文/トラックマガジン「フルロード」編集部
写真・イラスト/株式会社デンソーソリューション・全日本トラック協会

運送事業者向けの業務「前」自動点呼機能をリリース

デンソーソリューションのBSSに「業務前自動点呼」機能が追加された(先行実施)

 株式会社デンソーソリューションは、運送事業者向けの管理システムとして現在取り扱いを行なっている「Business Support System(以下、BSS)」に、業務「前」の自動点呼機能を追加した。
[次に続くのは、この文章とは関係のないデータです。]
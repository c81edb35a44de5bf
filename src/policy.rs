//! Policy trait definition for action selection

use crate::error::Result;

/// Unified trait for action-selection policies
///
/// A policy only chooses; it never owns the value estimates. The caller passes
/// the current estimates and pull counts of one simulation run, so a single
/// policy value can be shared read-only by any number of concurrent runs.
///
/// Note: This trait uses `dyn rand::RngCore` instead of a generic parameter
/// to maintain object-safety, allowing `Box<dyn Policy>` to be used.
pub trait Policy: Send + Sync {
    /// Select an arm index in `[0, values.len())`
    ///
    /// # Arguments
    /// - `values`: Current estimated mean reward per arm
    /// - `counts`: Number of pulls per arm so far (same length as `values`)
    /// - `t`: Zero-based time step of the current run
    /// - `rng`: Random number generator for stochastic policies
    fn select_arm(
        &self,
        values: &[f64],
        counts: &[u64],
        t: usize,
        rng: &mut dyn rand::RngCore,
    ) -> Result<usize>;

    /// Short human-readable label, e.g. `eps = 0.1`
    fn label(&self) -> String;
}

impl<P: Policy + ?Sized> Policy for Box<P> {
    fn select_arm(
        &self,
        values: &[f64],
        counts: &[u64],
        t: usize,
        rng: &mut dyn rand::RngCore,
    ) -> Result<usize> {
        (**self).select_arm(values, counts, t, rng)
    }

    fn label(&self) -> String {
        (**self).label()
    }
}

/// Index of the largest value, ties broken by the lowest index.
///
/// NaN entries never win. Returns `None` for an empty slice or a slice
/// containing only NaN.
pub fn index_of_max(values: &[f64]) -> Option<usize> {
    let mut best: Option<(usize, f64)> = None;
    for (idx, &value) in values.iter().enumerate() {
        if value.is_nan() {
            continue;
        }
        match best {
            Some((_, current)) if value <= current => {}
            _ => best = Some((idx, value)),
        }
    }
    best.map(|(idx, _)| idx)
}

#[cfg(test)]
mod tests {
    use super::*;

    #[test]
    fn test_index_of_max_prefers_lowest_index() {
        assert_eq!(index_of_max(&[0.0, 0.0, 0.0]), Some(0));
        assert_eq!(index_of_max(&[0.1, 0.5, 0.5, 0.2]), Some(1));
        assert_eq!(
            index_of_max(&[1.0, f64::INFINITY, f64::INFINITY]),
            Some(1)
        );
    }

    #[test]
    fn test_index_of_max_edge_cases() {
        assert_eq!(index_of_max(&[]), None);
        assert_eq!(index_of_max(&[f64::NAN]), None);
        assert_eq!(index_of_max(&[f64::NAN, -3.0, f64::NAN]), Some(1));
        assert_eq!(index_of_max(&[f64::NEG_INFINITY, -1e300]), Some(1));
    }
}
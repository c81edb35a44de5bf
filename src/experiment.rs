//! Monte Carlo experiments over a configuration sweep.
//!
//! An [`Experiment`] fixes the arm means once, then for every configuration
//! value runs `num_sims` independent simulations and averages their
//! snapshots per time step. The averaging is a streaming reduction: each
//! chunk of simulations sums its records into `ndarray` accumulators and the
//! chunk sums are combined in a fixed order, so parallel and sequential runs
//! produce identical numbers.

use std::ops::Range;
use std::time::Instant;

use indexmap::IndexMap;
use log::{debug, info};
use ndarray::{Array1, Array2, ArrayView1};
use ordered_float::OrderedFloat;
use rand::rngs::StdRng;
use rand::{RngCore, SeedableRng};
use rand_xoshiro::{SplitMix64, Xoshiro256PlusPlus};
use rayon::prelude::*;

use crate::error::{BanditError, Result};
use crate::policies::Strategy;
use crate::policy::{Policy, index_of_max};
use crate::reward::RewardModel;
use crate::simulation::{Simulation, TimeStep};

pub const DEFAULT_NUM_ARMS: usize = 10;
pub const DEFAULT_TIME_STEPS: usize = 1000;
pub const DEFAULT_NUM_SIMS: usize = 2000;

/// Simulations summed per reduction chunk
const CHUNK_SIZE: usize = 64;

/// Time-indexed averages for one configuration value
#[derive(Clone, Debug, PartialEq)]
pub struct AggregatedResult {
    config_value: f64,
    num_sims: usize,
    /// Shape `(time_steps, num_arms)`
    mean_values: Array2<f64>,
    /// Length `time_steps`
    optimal_fraction: Array1<f64>,
}

impl AggregatedResult {
    pub fn config_value(&self) -> f64 {
        self.config_value
    }

    pub fn num_sims(&self) -> usize {
        self.num_sims
    }

    pub fn time_steps(&self) -> usize {
        self.mean_values.nrows()
    }

    pub fn num_arms(&self) -> usize {
        self.mean_values.ncols()
    }

    /// Mean estimate of every arm (columns) at every time step (rows)
    pub fn mean_values(&self) -> &Array2<f64> {
        &self.mean_values
    }

    /// Mean estimate of `arm` over time
    ///
    /// # Panics
    /// Panics if `arm` is out of range.
    pub fn value_series(&self, arm: usize) -> ArrayView1<'_, f64> {
        self.mean_values.column(arm)
    }

    /// Mean fraction of pulls that went to the optimal arm, per time step
    pub fn optimal_fraction(&self) -> &Array1<f64> {
        &self.optimal_fraction
    }

    /// Mean estimates after the last time step
    pub fn final_values(&self) -> ArrayView1<'_, f64> {
        self.mean_values.row(self.time_steps() - 1)
    }

    pub fn final_optimal_fraction(&self) -> f64 {
        self.optimal_fraction[self.time_steps() - 1]
    }

    /// Mean absolute gap between the final estimates and `true_means`
    pub fn final_mean_abs_error(&self, true_means: &[f64]) -> f64 {
        let finals = self.final_values();
        let total: f64 = finals
            .iter()
            .zip(true_means)
            .map(|(estimate, truth)| (estimate - truth).abs())
            .sum();
        total / finals.len() as f64
    }
}

/// All aggregated results of one strategy's sweep, in sweep order
#[derive(Clone, Debug)]
pub struct SweepResult {
    strategy: Strategy,
    true_means: Vec<f64>,
    optimal_arm: usize,
    results: IndexMap<OrderedFloat<f64>, AggregatedResult>,
}

impl SweepResult {
    pub fn strategy(&self) -> Strategy {
        self.strategy
    }

    pub fn true_means(&self) -> &[f64] {
        &self.true_means
    }

    pub fn optimal_arm(&self) -> usize {
        self.optimal_arm
    }

    /// Result for one configuration value
    pub fn get(&self, config_value: f64) -> Option<&AggregatedResult> {
        self.results.get(&OrderedFloat(config_value))
    }

    pub fn results(&self) -> &IndexMap<OrderedFloat<f64>, AggregatedResult> {
        &self.results
    }

    pub fn iter(&self) -> impl Iterator<Item = &AggregatedResult> {
        self.results.values()
    }

    pub fn len(&self) -> usize {
        self.results.len()
    }

    pub fn is_empty(&self) -> bool {
        self.results.is_empty()
    }

    /// Configuration value with the highest final optimal-action fraction
    pub fn best_config(&self) -> Option<f64> {
        let finals: Vec<f64> = self.iter().map(|r| r.final_optimal_fraction()).collect();
        index_of_max(&finals).map(|idx| self.results[idx].config_value())
    }
}

/// Per-time-step sums over a batch of simulations
struct Accumulator {
    value_sums: Array2<f64>,
    optimal_sums: Array1<f64>,
}

impl Accumulator {
    fn new(time_steps: usize, num_arms: usize) -> Self {
        Self {
            value_sums: Array2::zeros((time_steps, num_arms)),
            optimal_sums: Array1::zeros(time_steps),
        }
    }

    fn add_run<I>(&mut self, steps: I) -> Result<()>
    where
        I: Iterator<Item = Result<TimeStep>>,
    {
        for step in steps {
            let step = step?;
            let mut row = self.value_sums.row_mut(step.t);
            row += &ArrayView1::from(step.values.as_slice());
            self.optimal_sums[step.t] += step.optimal_fraction;
        }
        Ok(())
    }

    fn merge(&mut self, other: &Accumulator) {
        self.value_sums += &other.value_sums;
        self.optimal_sums += &other.optimal_sums;
    }

    fn into_result(self, config_value: f64, num_sims: usize) -> AggregatedResult {
        let n = num_sims as f64;
        AggregatedResult {
            config_value,
            num_sims,
            mean_values: self.value_sums / n,
            optimal_fraction: self.optimal_sums / n,
        }
    }
}

/// Builder for creating experiments with a fluent API
#[derive(Clone, Debug)]
pub struct ExperimentBuilder {
    num_arms: usize,
    time_steps: usize,
    num_sims: usize,
    seed: u64,
    parallel: bool,
    true_means: Option<Vec<f64>>,
}

impl Default for ExperimentBuilder {
    fn default() -> Self {
        Self {
            num_arms: DEFAULT_NUM_ARMS,
            time_steps: DEFAULT_TIME_STEPS,
            num_sims: DEFAULT_NUM_SIMS,
            seed: 0,
            parallel: true,
            true_means: None,
        }
    }
}

impl ExperimentBuilder {
    /// Number of arms whose means are drawn from N(0, 1)
    pub fn num_arms(mut self, num_arms: usize) -> Self {
        self.num_arms = num_arms;
        self
    }

    /// Pulls per simulation
    pub fn time_steps(mut self, time_steps: usize) -> Self {
        self.time_steps = time_steps;
        self
    }

    /// Simulations per configuration value
    pub fn num_sims(mut self, num_sims: usize) -> Self {
        self.num_sims = num_sims;
        self
    }

    /// Seed for the arm means and every simulation stream
    pub fn seed(mut self, seed: u64) -> Self {
        self.seed = seed;
        self
    }

    /// Spread simulations over the rayon thread pool
    pub fn parallel(mut self, parallel: bool) -> Self {
        self.parallel = parallel;
        self
    }

    /// Use fixed arm means instead of drawing them; overrides `num_arms`
    pub fn true_means<I>(mut self, means: I) -> Self
    where
        I: IntoIterator<Item = f64>,
    {
        self.true_means = Some(means.into_iter().collect());
        self
    }

    /// Validate the configuration and draw the arm means
    pub fn build(self) -> Result<Experiment> {
        if self.time_steps == 0 {
            return Err(BanditError::invalid("time_steps must be positive"));
        }
        if self.num_sims == 0 {
            return Err(BanditError::invalid("num_sims must be positive"));
        }

        let rewards = match self.true_means {
            Some(means) => RewardModel::new(means)?,
            None => {
                if self.num_arms == 0 {
                    return Err(BanditError::NoArmsAvailable);
                }
                let mut rng = StdRng::seed_from_u64(self.seed);
                RewardModel::generate(self.num_arms, &mut rng)?
            }
        };

        debug!(
            "experiment: {} arms, optimal arm {} (q* = {:.4})",
            rewards.num_arms(),
            rewards.optimal_arm(),
            rewards.true_means()[rewards.optimal_arm()]
        );

        Ok(Experiment {
            rewards,
            time_steps: self.time_steps,
            num_sims: self.num_sims,
            seed: self.seed,
            parallel: self.parallel,
        })
    }
}

/// A fixed bandit problem plus the Monte Carlo parameters to study it with
#[derive(Clone, Debug)]
pub struct Experiment {
    rewards: RewardModel,
    time_steps: usize,
    num_sims: usize,
    seed: u64,
    parallel: bool,
}

impl Experiment {
    /// Create a new builder for constructing an experiment
    pub fn builder() -> ExperimentBuilder {
        ExperimentBuilder::default()
    }

    pub fn rewards(&self) -> &RewardModel {
        &self.rewards
    }

    pub fn num_arms(&self) -> usize {
        self.rewards.num_arms()
    }

    pub fn time_steps(&self) -> usize {
        self.time_steps
    }

    pub fn num_sims(&self) -> usize {
        self.num_sims
    }

    pub fn seed(&self) -> u64 {
        self.seed
    }

    pub fn is_parallel(&self) -> bool {
        self.parallel
    }

    /// Run a strategy over every value of a configuration sweep
    pub fn sweep(&self, strategy: Strategy, values: &[f64]) -> Result<SweepResult> {
        let started = Instant::now();
        let results = self.aggregate(values, |value| strategy.policy(value))?;
        info!(
            "{strategy} sweep over {} values x {} sims x {} steps finished in {:.2?}",
            values.len(),
            self.num_sims,
            self.time_steps,
            started.elapsed()
        );
        Ok(SweepResult {
            strategy,
            true_means: self.rewards.true_means().to_vec(),
            optimal_arm: self.rewards.optimal_arm(),
            results,
        })
    }

    /// Run several sweeps, checking every one of them before any runs
    pub fn sweep_all(&self, plan: &[(Strategy, Vec<f64>)]) -> Result<Vec<SweepResult>> {
        for (strategy, values) in plan {
            Self::validate_sweep(*strategy, values)?;
        }
        plan.iter()
            .map(|(strategy, values)| self.sweep(*strategy, values))
            .collect()
    }

    /// Check a sweep without running it: non-empty, no duplicates, and
    /// every value valid for `strategy`
    pub fn validate_sweep(strategy: Strategy, values: &[f64]) -> Result<()> {
        build_policies(values, |value| strategy.policy(value)).map(|_| ())
    }

    /// Aggregate `num_sims` runs for every configuration value
    ///
    /// Every policy is built, and every value checked, before the first
    /// simulation starts.
    pub fn aggregate<P, F>(
        &self,
        values: &[f64],
        make_policy: F,
    ) -> Result<IndexMap<OrderedFloat<f64>, AggregatedResult>>
    where
        P: Policy,
        F: Fn(f64) -> Result<P>,
    {
        let policies = build_policies(values, make_policy)?;

        let mut results = IndexMap::with_capacity(policies.len());
        for (config_index, (value, policy)) in policies.iter().enumerate() {
            debug!("running {} ({} sims)", policy.label(), self.num_sims);
            let result = self.run_config(policy, config_index, value.0)?;
            results.insert(*value, result);
        }
        Ok(results)
    }

    /// Aggregate `num_sims` runs of a single policy
    ///
    /// `config_index` selects the family of random streams, so distinct
    /// configurations of one sweep see independent draws.
    pub fn run_config<P>(
        &self,
        policy: &P,
        config_index: usize,
        config_value: f64,
    ) -> Result<AggregatedResult>
    where
        P: Policy + ?Sized,
    {
        let chunks: Vec<Range<usize>> = (0..self.num_sims)
            .step_by(CHUNK_SIZE)
            .map(|start| start..(start + CHUNK_SIZE).min(self.num_sims))
            .collect();

        let partials: Vec<Accumulator> = if self.parallel {
            chunks
                .into_par_iter()
                .map(|sims| self.run_chunk(policy, config_index, sims))
                .collect::<Result<_>>()?
        } else {
            chunks
                .into_iter()
                .map(|sims| self.run_chunk(policy, config_index, sims))
                .collect::<Result<_>>()?
        };

        let mut total = Accumulator::new(self.time_steps, self.num_arms());
        for partial in &partials {
            total.merge(partial);
        }
        Ok(total.into_result(config_value, self.num_sims))
    }

    /// Independent random stream of one simulation
    pub fn simulation_rng(&self, config_index: usize, sim: usize) -> Xoshiro256PlusPlus {
        let config_key = SplitMix64::seed_from_u64(self.seed ^ config_index as u64).next_u64();
        let sim_key = SplitMix64::seed_from_u64(config_key ^ sim as u64).next_u64();
        Xoshiro256PlusPlus::seed_from_u64(sim_key)
    }

    fn run_chunk<P>(&self, policy: &P, config_index: usize, sims: Range<usize>) -> Result<Accumulator>
    where
        P: Policy + ?Sized,
    {
        debug!("config {config_index}: sims {sims:?}");
        let mut acc = Accumulator::new(self.time_steps, self.num_arms());
        for sim in sims {
            let rng = self.simulation_rng(config_index, sim);
            acc.add_run(Simulation::new(policy, &self.rewards, self.time_steps, rng))?;
        }
        Ok(acc)
    }
}

/// One policy per distinct configuration value, in sweep order
fn build_policies<P, F>(values: &[f64], make_policy: F) -> Result<IndexMap<OrderedFloat<f64>, P>>
where
    F: Fn(f64) -> Result<P>,
{
    if values.is_empty() {
        return Err(BanditError::EmptySweep);
    }

    let mut policies = IndexMap::with_capacity(values.len());
    for &value in values {
        let policy = make_policy(value)?;
        if policies.insert(OrderedFloat(value), policy).is_some() {
            return Err(BanditError::invalid(format!(
                "configuration value {value} appears more than once"
            )));
        }
    }
    Ok(policies)
}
 2025年3月31日までの期間で先行実施するもので、国土交通省の要件を満たすための必要機材を追加購入することで、業務前の運行判断などを自動で行なうことができる。自動点呼時は、原則として管理者の立会は不要となる。

 BSSはこれまでに運送事業者を中心に2000社以上の企業へ導入されており、国交省の点呼制度の改正に合わせて、その都度、遠隔点呼/業務後自動点呼/遠隔地IT点呼などの機能を順次追加してきた。

 各機能を活用することで簡単に点呼を実施することができ、また保管データについては全拠点分を一元管理することで事業者の業務負荷軽減に貢献している。

 このたび追加された業務前自動点呼(先行実施)は、貨物自動車/一般旅客自動車運送事業の営業所・車庫などを対象に、2024年5月から2025年3月末まで(申請期間:2024年12月末まで)の期間に実施し、業務後自動点呼の要件26項目に3項目の要件を新規追加したもの。

 なお、従来の要件は本人確認やアルコールチェック、体温・血圧測定などの機器・システム要件と、システムの設置場所や安定した通信ネットワークなどの環境要件、データの記録・保存や機器故障時の対応策など運用上の要件がある。

 これら26項目に加えて、業務前自動点呼では血圧計・体温計との連携、その測定結果・疲労状況から乗務判断を自動で行なう機能、乗務NGとなった場合に運行管理者が点呼を再開させる機能など、大きく分けて3項目が追加された。

 対象機器を購入後、国交省へ申請し承認が得られ次第利用可能となる。BSSの業務前自動点呼では、必要機器をそろえ、点呼ソフトをインストールした点呼用パソコンをドライバーが自身で操作することで点呼の実施が可能となる。点呼記録は電子化されクラウド環境に自動保持され、管理者の立会は不要だ。

 ドライバーのみで点呼が完了するため、運行管理者が対面式で実施していた従来の点呼より大幅に労働時間を削減できる。

 立会不要で24時間点呼を実施できることに加えて、システム化による点呼項目の漏れ防止と、全て運行管理者扱いになるため、補助者による点呼の比率を気にする必要がなくなることなども自動点呼のメリットだ。